Tuesday, June 12, 2018

Why Does Buying Something Feel Like Such A Thing?

I've had a kind of self-imposed moratorium on buying stuff, because 1) I already have most the stuff I need and 2) there are other things I can use that money for and 3) the environment. I'm not boasting or treat-deprived: I still spend a lot of money on things like coffee and wine and having people make food for me -- because preparing food in advancing and bringing it with me some place is somehow an activity I've never been able to manage.

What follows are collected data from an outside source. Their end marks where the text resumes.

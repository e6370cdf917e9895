//! HTTP Handlers
//!
//! Endpoint handlers organized by concern.

pub mod admin;
pub mod ws;
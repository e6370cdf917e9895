//! Frame Reassembly
//!
//! Accumulates the fragments of one connection into complete logical
//! messages. The assembler owns the connection's message buffer and enforces
//! the maximum message size; it performs no I/O.
//!
//! ## States
//!
//! ```text
//! Idle ──fragment──▶ Accumulating ──final──▶ Idle          (Complete)
//!                         │
//!                         └──over limit──▶ Rejecting ──final──▶ Idle
//!                            (SizeExceeded, once)   (fragments swallowed)
//! ```

use crate::protocol::wire::{Fragment, Message, MessageKind};

/// Outcome of feeding one fragment to the assembler.
#[derive(Debug, Clone, PartialEq, Eq)]
pub enum Assembly {
    /// More fragments are needed
    Continue,
    /// The final fragment arrived; the buffer has been cleared
    Complete(Message),
    /// The message grew past the limit; the buffer has been discarded
    SizeExceeded { size: usize, limit: usize },
}

/// Per-connection message buffer with a size limit.
#[derive(Debug)]
pub struct MessageAssembler {
    buffer: Vec<u8>,
    /// Kind declared by the first fragment of the in-flight message
    kind: Option<MessageKind>,
    max_size: usize,
    rejecting: bool,
}

impl MessageAssembler {
    pub fn new(max_size: usize) -> Self {
        MessageAssembler {
            buffer: Vec::new(),
            kind: None,
            max_size,
            rejecting: false,
        }
    }

    /// Append a fragment and report whether a message is complete.
    pub fn accumulate(&mut self, fragment: Fragment) -> Assembly {
        if self.rejecting {
            if fragment.is_final {
                self.rejecting = false;
            }
            return Assembly::Continue;
        }

        let kind = *self.kind.get_or_insert(fragment.kind);
        let size = self.buffer.len() + fragment.data.len();
        if size > self.max_size {
            self.discard();
            self.rejecting = !fragment.is_final;
            return Assembly::SizeExceeded {
                size,
                limit: self.max_size,
            };
        }

        self.buffer.extend_from_slice(&fragment.data);
        if !fragment.is_final {
            return Assembly::Continue;
        }

        self.kind = None;
        Assembly::Complete(Message {
            kind,
            data: std::mem::take(&mut self.buffer),
        })
    }

    /// Bytes buffered for the in-flight message
    #[cfg(test)]
    fn buffered(&self) -> usize {
        self.buffer.len()
    }

    /// Drop the in-flight message and release its memory
    pub fn discard(&mut self) {
        self.buffer = Vec::new();
        self.kind = None;
    }
}

#[cfg(test)]
mod tests {
    use super::*;
    use proptest::prelude::*;

    fn text_fragment(data: &str, is_final: bool) -> Fragment {
        Fragment::new(MessageKind::Text, data.as_bytes().to_vec(), is_final)
    }

    #[test]
    fn test_single_fragment_message() {
        let mut asm = MessageAssembler::new(1024);
        let result = asm.accumulate(Fragment::text("hello"));
        assert_eq!(result, Assembly::Complete(Message::text("hello")));
        assert_eq!(asm.buffered(), 0);
    }

    #[test]
    fn test_fragments_concatenate_in_order() {
        let mut asm = MessageAssembler::new(1024);
        assert_eq!(asm.accumulate(text_fragment("get_", false)), Assembly::Continue);
        assert_eq!(asm.accumulate(text_fragment("dashboard", false)), Assembly::Continue);
        assert_eq!(asm.buffered(), 13);
        assert_eq!(
            asm.accumulate(text_fragment("_data", true)),
            Assembly::Complete(Message::text("get_dashboard_data"))
        );
    }

    #[test]
    fn test_kind_comes_from_first_fragment() {
        let mut asm = MessageAssembler::new(1024);
        asm.accumulate(Fragment::new(MessageKind::Binary, vec![1, 2], false));
        let result = asm.accumulate(Fragment::new(MessageKind::Text, vec![3], true));
        assert_eq!(result, Assembly::Complete(Message::binary(vec![1, 2, 3])));
    }

    #[test]
    fn test_buffer_cleared_between_messages() {
        let mut asm = MessageAssembler::new(1024);
        asm.accumulate(Fragment::text("first"));
        let result = asm.accumulate(Fragment::binary(vec![9]));
        assert_eq!(result, Assembly::Complete(Message::binary(vec![9])));
    }

    #[test]
    fn test_exactly_at_limit_is_accepted() {
        let mut asm = MessageAssembler::new(4);
        asm.accumulate(Fragment::new(MessageKind::Binary, vec![0; 2], false));
        let result = asm.accumulate(Fragment::new(MessageKind::Binary, vec![0; 2], true));
        assert!(matches!(result, Assembly::Complete(m) if m.len() == 4));
    }

    #[test]
    fn test_over_limit_reports_size_exceeded() {
        let mut asm = MessageAssembler::new(4);
        asm.accumulate(Fragment::new(MessageKind::Binary, vec![0; 3], false));
        let result = asm.accumulate(Fragment::new(MessageKind::Binary, vec![0; 3], false));
        assert_eq!(result, Assembly::SizeExceeded { size: 6, limit: 4 });
        assert_eq!(asm.buffered(), 0);
    }

    #[test]
    fn test_rejected_message_never_completes() {
        let mut asm = MessageAssembler::new(4);
        assert!(matches!(
            asm.accumulate(Fragment::new(MessageKind::Text, vec![b'a'; 5], false)),
            Assembly::SizeExceeded { .. }
        ));
        assert_eq!(asm.accumulate(text_fragment("b", false)), Assembly::Continue);
        assert_eq!(asm.accumulate(text_fragment("c", true)), Assembly::Continue);
        // The next message starts clean
        assert_eq!(
            asm.accumulate(Fragment::text("ok")),
            Assembly::Complete(Message::text("ok"))
        );
    }

    #[test]
    fn test_empty_message() {
        let mut asm = MessageAssembler::new(4);
        let result = asm.accumulate(Fragment::text(""));
        assert_eq!(result, Assembly::Complete(Message::text("")));
    }

    proptest! {
        #[test]
        fn prop_under_limit_yields_one_complete(
            chunks in proptest::collection::vec(proptest::collection::vec(any::<u8>(), 0..64), 1..16)
        ) {
            let total: usize = chunks.iter().map(Vec::len).sum();
            let mut asm = MessageAssembler::new(total.max(1));
            let expected: Vec<u8> = chunks.concat();
            let last = chunks.len() - 1;

            let mut completes = Vec::new();
            for (i, chunk) in chunks.into_iter().enumerate() {
                match asm.accumulate(Fragment::new(MessageKind::Binary, chunk, i == last)) {
                    Assembly::Complete(m) => completes.push(m),
                    Assembly::Continue => {}
                    Assembly::SizeExceeded { .. } => prop_assert!(false, "unexpected size violation"),
                }
            }
            prop_assert_eq!(completes.len(), 1);
            prop_assert_eq!(&completes[0].data, &expected);
        }

        #[test]
        fn prop_over_limit_exceeds_exactly_once(
            chunks in proptest::collection::vec(proptest::collection::vec(any::<u8>(), 1..64), 2..16)
        ) {
            let total: usize = chunks.iter().map(Vec::len).sum();
            let mut asm = MessageAssembler::new(total - 1);
            let last = chunks.len() - 1;

            let mut exceeded = 0;
            for (i, chunk) in chunks.into_iter().enumerate() {
                match asm.accumulate(Fragment::new(MessageKind::Binary, chunk, i == last)) {
                    Assembly::Complete(_) => prop_assert!(false, "oversized message completed"),
                    Assembly::SizeExceeded { .. } => exceeded += 1,
                    Assembly::Continue => {}
                }
            }
            prop_assert_eq!(exceeded, 1);
        }
    }
}
//! `dashstream` Client Binary
//!
//! Minimal WebSocket client: sends one command and prints the replies.
//!
//! ## Usage
//!
//! ```bash
//! # One snapshot from a local server
//! cargo run --bin dashstream-client
//!
//! # Follow the stream for five snapshots
//! cargo run --bin dashstream-client -- --command start_stream --count 5
//!
//! # Echo
//! cargo run --bin dashstream-client -- --command hello
//! ```

use anyhow::{bail, Context};
use clap::Parser;
use futures_util::{SinkExt, StreamExt};
use tokio_tungstenite::connect_async;
use tokio_tungstenite::tungstenite::Message;

use dashstream::protocol::command::GET_DASHBOARD_DATA;
use dashstream::protocol::{DashboardSnapshot, DEFAULT_PORT, WS_PATH};

/// Dashboard WebSocket client
#[derive(Parser, Debug)]
#[command(name = "dashstream-client")]
#[command(version, about = "Send a command to a dashstream server", long_about = None)]
struct Args {
    /// Server host
    #[arg(short = 'H', long = "host", default_value = "127.0.0.1")]
    host: String,

    /// Server port
    #[arg(short = 'p', long = "port", default_value_t = DEFAULT_PORT)]
    port: u16,

    /// Command (or any text to echo)
    #[arg(short = 'c', long = "command", default_value = GET_DASHBOARD_DATA)]
    command: String,

    /// Exit after this many replies
    #[arg(short = 'n', long = "count", default_value_t = 1)]
    count: usize,

    /// Print raw JSON instead of a summary
    #[arg(long = "raw")]
    raw: bool,
}

#[tokio::main]
async fn main() -> anyhow::Result<()> {
    let args = Args::parse();
    let url = format!("ws://{}:{}{WS_PATH}", args.host, args.port);

    let (mut socket, _) = connect_async(url.as_str())
        .await
        .with_context(|| format!("failed to connect to {url}"))?;

    socket
        .send(Message::Text(args.command.clone()))
        .await
        .context("failed to send command")?;

    let mut received = 0;
    while received < args.count {
        let Some(frame) = socket.next().await else {
            bail!("connection ended after {received} replies");
        };
        match frame.context("websocket error")? {
            Message::Text(text) => {
                received += 1;
                print_reply(&text, args.raw);
            }
            Message::Binary(data) => {
                received += 1;
                println!("<binary {} bytes>", data.len());
            }
            Message::Close(frame) => {
                match frame {
                    Some(f) => println!("closed by server: {} ({})", u16::from(f.code), f.reason),
                    None => println!("closed by server"),
                }
                return Ok(());
            }
            _ => {}
        }
    }

    socket.close(None).await.ok();
    Ok(())
}

fn print_reply(text: &str, raw: bool) {
    if raw {
        println!("{text}");
        return;
    }
    match serde_json::from_str::<DashboardSnapshot>(text) {
        Ok(snapshot) => {
            println!("snapshot @ {}", snapshot.timestamp.to_rfc3339());
            for metric in &snapshot.metrics {
                println!(
                    "  {:<20} {:>10.2} / {:<8} {}",
                    metric.name, metric.value, metric.max_value, metric.unit
                );
            }
            for row in &snapshot.table_data {
                println!(
                    "  #{:<3} {:<12} {:<8} {:>8.2}",
                    row.id, row.name, row.status, row.value
                );
            }
        }
        Err(_) => println!("{text}"),
    }
}
//! Fusion core of the Stampede Shield engine.
//!
//! This module contains:
//! - Per-zone windows, feature extraction and zone tracking
//! - Audio scoring against a calibrated baseline
//! - The composite pressure index and its history
//! - The alert state machine and forecast
//! - Operator recommendations
//! - Node liveness tracking

pub mod alert;
pub mod audio;
pub mod composite;
pub mod features;
pub mod health;
pub mod recommend;
pub mod windowing;
pub mod zones;

// Re-export commonly used types
pub use alert::{AlertLevel, AlertMachine, Forecast, Transition};
pub use audio::{AudioScorer, AudioState, Baseline, CalibrationError};
pub use composite::{Component, CompositeScorer, CpiComponents, CpiSnapshot};
pub use features::{DetectionType, ZoneFeatures, ZoneStatus};
pub use health::{NodeHealth, NodeHealthMonitor};
pub use recommend::Action;
pub use windowing::{InsertOutcome, ZoneWindow};
pub use zones::{ZoneId, ZoneTracker};
//! HTTP API for the operator dashboard.
//!
//! - `GET /health` liveness of the engine process
//! - `GET /api/snapshot` latest published snapshot
//! - `GET /api/stats` ingest and engine counters
//! - `POST /api/ingest` one node message, same JSON as the UDP datagrams
//! - `POST /api/calibrate` re-sample the ambient audio baseline
//!
//! ```text
//! nodes ──UDP──→ engine thread ──snapshot──→ GET /api/snapshot ──→ dashboard
//!                     ↑
//!          POST /api/calibrate
//! ```

use crate::core::audio::Baseline;
use crate::ingest::types::IngestError;
use crate::runtime::{CalibrationRequestError, EngineClient};
use crate::snapshot::EngineSnapshot;
use crate::stats::StatsSnapshot;
use axum::{
    body::Bytes,
    extract::State,
    http::{HeaderValue, StatusCode},
    routing::{get, post},
    Json, Router,
};
use serde::Serialize;
use std::net::SocketAddr;
use std::sync::Arc;
use tokio::net::TcpListener;
use tower_http::cors::{Any, CorsLayer};

/// Server configuration
#[derive(Debug, Clone)]
pub struct ServerConfig {
    /// Address to bind to (port 0 for random)
    pub bind: SocketAddr,
}

impl ServerConfig {
    pub fn new(bind: SocketAddr) -> Self {
        Self { bind }
    }

    /// Loopback on the given port.
    pub fn localhost(port: u16) -> Self {
        Self::new(SocketAddr::from(([127, 0, 0, 1], port)))
    }
}

/// Shared server state
pub struct ServerState {
    engine: EngineClient,
    host: String,
}

type ApiError = (StatusCode, Json<ErrorResponse>);

/// Health check response
#[derive(Serialize)]
pub struct HealthResponse {
    pub status: String,
    pub version: String,
    pub host: String,
}

/// Error response
#[derive(Serialize)]
pub struct ErrorResponse {
    pub error: String,
    pub code: String,
}

#[derive(Serialize)]
pub struct IngestResponse {
    pub status: String,
}

#[derive(Serialize)]
pub struct CalibrateResponse {
    pub status: String,
    pub baseline: Baseline,
}

fn api_error(status: StatusCode, code: &str, error: impl ToString) -> ApiError {
    (
        status,
        Json(ErrorResponse {
            error: error.to_string(),
            code: code.to_string(),
        }),
    )
}

/// GET /health
async fn health(State(state): State<Arc<ServerState>>) -> Json<HealthResponse> {
    Json(HealthResponse {
        status: "ok".to_string(),
        version: crate::VERSION.to_string(),
        host: state.host.clone(),
    })
}

/// GET /api/snapshot
async fn snapshot(State(state): State<Arc<ServerState>>) -> Json<EngineSnapshot> {
    Json(state.engine.latest().as_ref().clone())
}

/// GET /api/stats
async fn stats(State(state): State<Arc<ServerState>>) -> Json<StatsSnapshot> {
    Json(state.engine.stats().stats())
}

/// POST /api/ingest
async fn ingest(
    State(state): State<Arc<ServerState>>,
    body: Bytes,
) -> Result<(StatusCode, Json<IngestResponse>), ApiError> {
    match state.engine.submit_bytes(&body) {
        Ok(()) => Ok((
            StatusCode::ACCEPTED,
            Json(IngestResponse {
                status: "accepted".to_string(),
            }),
        )),
        Err(e @ IngestError::Malformed(_)) => {
            Err(api_error(StatusCode::BAD_REQUEST, "MALFORMED_MESSAGE", e))
        }
        Err(e @ IngestError::QueueFull) => {
            Err(api_error(StatusCode::SERVICE_UNAVAILABLE, "QUEUE_FULL", e))
        }
        Err(e) => Err(api_error(StatusCode::SERVICE_UNAVAILABLE, "ENGINE_STOPPED", e)),
    }
}

/// POST /api/calibrate
async fn calibrate(
    State(state): State<Arc<ServerState>>,
) -> Result<Json<CalibrateResponse>, ApiError> {
    match state.engine.calibrate().await {
        Ok(baseline) => Ok(Json(CalibrateResponse {
            status: "success".to_string(),
            baseline,
        })),
        Err(CalibrationRequestError::Failed(e)) => Err(api_error(
            StatusCode::UNPROCESSABLE_ENTITY,
            "CALIBRATION_FAILED",
            e,
        )),
        Err(e @ CalibrationRequestError::Busy) => {
            Err(api_error(StatusCode::SERVICE_UNAVAILABLE, "QUEUE_FULL", e))
        }
        Err(e) => Err(api_error(StatusCode::SERVICE_UNAVAILABLE, "ENGINE_STOPPED", e)),
    }
}

/// Build the router without binding.
pub fn router(engine: EngineClient) -> Router {
    let host = hostname::get()
        .map(|h| h.to_string_lossy().to_string())
        .unwrap_or_else(|_| "unknown".to_string());
    let state = Arc::new(ServerState { engine, host });

    Router::new()
        .route("/health", get(health))
        .route("/api/snapshot", get(snapshot))
        .route("/api/stats", get(stats))
        .route("/api/ingest", post(ingest))
        .route("/api/calibrate", post(calibrate))
        .layer(
            CorsLayer::new()
                .allow_origin([
                    HeaderValue::from_static("http://localhost"),
                    HeaderValue::from_static("http://127.0.0.1"),
                    HeaderValue::from_static("http://localhost:3000"),
                ])
                .allow_methods(Any)
                .allow_headers(Any),
        )
        .with_state(state)
}

/// Run the HTTP server
pub async fn run(
    config: ServerConfig,
    engine: EngineClient,
) -> anyhow::Result<(SocketAddr, tokio::sync::oneshot::Sender<()>)> {
    let app = router(engine);

    let listener = TcpListener::bind(config.bind).await?;
    let actual_addr = listener.local_addr()?;

    tracing::info!("Dashboard API listening on http://{}", actual_addr);

    let (shutdown_tx, shutdown_rx) = tokio::sync::oneshot::channel::<()>();

    tokio::spawn(async move {
        if let Err(e) = axum::serve(listener, app)
            .with_graceful_shutdown(async {
                let _ = shutdown_rx.await;
                tracing::info!("Server shutdown signal received");
            })
            .await
        {
            tracing::error!("Server error: {}", e);
        }
    });

    Ok((actual_addr, shutdown_tx))
}
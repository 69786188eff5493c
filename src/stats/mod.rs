//! Operational statistics for the engine.

pub mod counters;

pub use counters::{
    create_shared_stats, create_shared_stats_with_persistence, Counter, IngestStats, SharedStats,
    StatsSnapshot,
};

Since I'm not treat-deprived, I've been surprised at the urge to buy stuff and by the texture of the anticipated pleasure of buying stuff. I kind of gave myself an exception-clause for buying clothes for exercise or dance class, because 1) I actually did need more exercise clothes and 2) who doesn't want to look good while they're dancing?

As a woman of a certain age, it's not every day I find exercise clothes that I think make me look good, so when I found a cool Nike mesh top that fit me perfectly, with cool sleeves between short-sleeves and three-quarter length sleeves, I was pretty excited and I bought it on the spot. Yes, I waffled about supporting Nike, yes, I did the merry-go-round of weighing the options of trying to buy a shirt from some other company and whether they would treat their workers better, and yes, I went briefly down the rabbit hole of what it meant to support a giant corporation. Those thoughts didn't get me anywhere. In the end, I was like, "If it's good enough for Serena Williams, it's good enough for me."

I wore it, and I liked it so much, I thought I might buy another one in another color, or at least swing by the Nike store to check that out as a possibility. I thought about what times I'd be over by the mall or whatever and how I could squeeze that in, and it felt like such a prospect of a treat. Like really something to look forward to at the end of a day.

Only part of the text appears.